We were huddled inside our home amid continuous, violent and terrifying bombing when the Israeli military contacted me 0n the phone, informing me that our region is a "war zone" and that we must evacuate to the south of the Gaza Strip.
I am a disabled woman, my husband is 80 years old and we are both confined to wheelchairs.
On 16 November, the Israeli bombing intensified in the area around our house. I can still hear my grandchildren and granddaughters crying and screaming.
That night, they struck our house.
I had three sons, but the Israeli military killed my son Mohammed. I also had six daughters, but they also killed my daughter Mona, her husband, their beautiful and affectionate 20-year-old daughter Raghad, who loved me very much.
The wife of my son Ahmed suffered fractures to both her legs and her face suffered third-degree burns. Ahmed took her to al-Shifa Hospital, where they inserted iron rods in her legs - and that was the last we've heard of them.
Following the attack, we fled our home to our neighbour's house, where we stayed until the next morning.
It was a harrowing night, the worst night of my life in 70 years. The Israeli army was ruthlessly bombing the homes of civilians, demolishing them on the heads of their residents, reducing them to rubble.
On 17 November, my husband, my third son, his wife, their seven children and I left. My son alternated between carrying me and his father on his back until we reached a point, a short walk away, where cars and carts drawn by donkeys were available.
We then rode in a car until the Salah al-Din road, the main route that hundreds of thousands of people from the north and west of the strip have taken to flee south.
My son then dragged me and his father in our wheelchairs, and we saw dead bodies on the road along the way, through Israel's so-called "humanitarian corridor".
I wept for them, saying, 'This is the body of my son Mohammed, and this is the body of my daughter Mona. Here lies my daughter's husband, and there is her daughter Raghad.'
We encountered Israeli soldiers. We held up our IDs as they gave us orders on where to go and which side of the road to be on. They were arresting young men, forcing some to strip down.
There was no mercy nor consideration for children or the elderly. Most of us walked into the unknown, uncertain of where we were headed.
My son then dragged me and his father in our wheelchairs, and we saw dead bodies on the road through Israel's so-called 'humanitarian corridor'
The journey of displacement is terrifying. We left our bombed homes and possessions in Gaza, fleeing to the south. Israel obliterated my memories of the home where I had lived for more than 50 years.
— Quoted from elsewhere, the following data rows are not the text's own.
//! Weak identity registry for constructed objects
//!
//! Keyed by model type and the blake3 digest of the serialized value, so
//! resolving the same value twice yields the same instance. Entries are weak:
//! the registry never keeps an object alive.

use crate::error::ObjectResult;
use crate::object::{DomainObject, Model};
use dashmap::mapref::entry::Entry;
use dashmap::DashMap;
use std::any::{Any, TypeId};
use std::fmt;
use std::sync::{Arc, Weak};

/// Dead entries are pruned once the registry grows past this
const PRUNE_THRESHOLD: usize = 256;

/// Construction identity of a domain object
#[derive(Clone, Copy, PartialEq, Eq, Hash)]
pub struct IdentityKey {
    type_id: TypeId,
    type_name: &'static str,
    digest: [u8; 32],
}

impl IdentityKey {
    /// Identity of `value` under model `M`
    ///
    /// # Errors
    /// Returns `Encode` if the value cannot be serialized
    pub fn of<M: Model>(value: &M::Serialized) -> ObjectResult<Self> {
        let bytes = serde_json::to_vec(value)?;
        Ok(Self {
            type_id: TypeId::of::<M>(),
            type_name: M::TYPE_NAME,
            digest: *blake3::hash(&bytes).as_bytes(),
        })
    }

    /// Hex digest of the serialized value
    #[must_use]
    pub fn digest_hex(&self) -> String {
        hex::encode(self.digest)
    }
}

impl fmt::Debug for IdentityKey {
    fn fmt(&self, f: &mut fmt::Formatter<'_>) -> fmt::Result {
        write!(f, "IdentityKey({}:{})", self.type_name, &self.digest_hex()[..16])
    }
}

#[derive(Default)]
pub(crate) struct IdentityRegistry {
    entries: DashMap<IdentityKey, Weak<dyn Any + Send + Sync>>,
}

impl IdentityRegistry {
    pub(crate) fn get<M: Model>(&self, key: &IdentityKey) -> Option<Arc<DomainObject<M>>> {
        let weak = self.entries.get(key)?.clone();
        weak.upgrade()?.downcast::<DomainObject<M>>().ok()
    }

    /// Register `object`, or return the live instance another caller
    /// registered first
    pub(crate) fn insert<M: Model>(
        &self,
        key: IdentityKey,
        object: Arc<DomainObject<M>>,
    ) -> Arc<DomainObject<M>> {
        if self.entries.len() >= PRUNE_THRESHOLD {
            self.prune();
        }

        match self.entries.entry(key) {
            Entry::Occupied(mut occupied) => {
                if let Some(existing) = occupied
                    .get()
                    .upgrade()
                    .and_then(|live| live.downcast::<DomainObject<M>>().ok())
                {
                    return existing;
                }
                occupied.insert(erase(&object));
            }
            Entry::Vacant(vacant) => {
                vacant.insert(erase(&object));
            }
        }
        object
    }

    /// Move `object` from `old` to `new` after its value changed
    ///
    /// The old entry is dropped only while it still points at `object`. A
    /// different live instance already holding `new` keeps the entry.
    pub(crate) fn rekey<M: Model>(&self, old: &IdentityKey, new: IdentityKey, object: &Arc<DomainObject<M>>) {
        if *old == new {
            return;
        }
        self.entries
            .remove_if(old, |_, weak| match weak.upgrade() {
                Some(live) => live
                    .downcast::<DomainObject<M>>()
                    .is_ok_and(|live| Arc::ptr_eq(&live, object)),
                None => true,
            });

        match self.entries.entry(new) {
            Entry::Occupied(mut occupied) => {
                if occupied.get().strong_count() == 0 {
                    occupied.insert(erase(object));
                }
            }
            Entry::Vacant(vacant) => {
                vacant.insert(erase(object));
            }
        }
    }

    pub(crate) fn prune(&self) {
        self.entries.retain(|_, weak| weak.strong_count() > 0);
    }

    pub(crate) fn live(&self) -> usize {
        self.entries.iter().filter(|e| e.strong_count() > 0).count()
    }
}

fn erase<M: Model>(object: &Arc<DomainObject<M>>) -> Weak<dyn Any + Send + Sync> {
    let erased: Arc<dyn Any + Send + Sync> = object.clone();
    Arc::downgrade(&erased)
}

impl fmt::Debug for IdentityRegistry {
    fn fmt(&self, f: &mut fmt::Formatter<'_>) -> fmt::Result {
        f.debug_struct("IdentityRegistry")
            .field("entries", &self.entries.len())
            .finish()
    }
}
I haven't been able to communicate with Ahmed and his family and I know nothing of their fate after Israeli forces encircled, bombed and stormed al-Shifa Hospital.
We finally reached beyond Wadi Gaza in the south and I rode in a donkey-drawn cart for the first time in my life. It was humiliating that we couldn't even find a car to take us to al-Maghazi camp because Israel's siege has completely cut off fuel.
The situation at the Unrwa school in al-Maghazi is incredibly tragic.
There is a severe shortage of food, mattresses and blankets suitable for winter. I find myself shivering at night. This is our fifth day in the shelter, and the basic necessities of life are lacking.
My elderly husband spends his day and night in a tent in the schoolyard. Two days ago, heavy rain poured, and the tents were inundated.
The cold was unbearable, and we had not brought winter clothes or anything to shield us from the winter chill.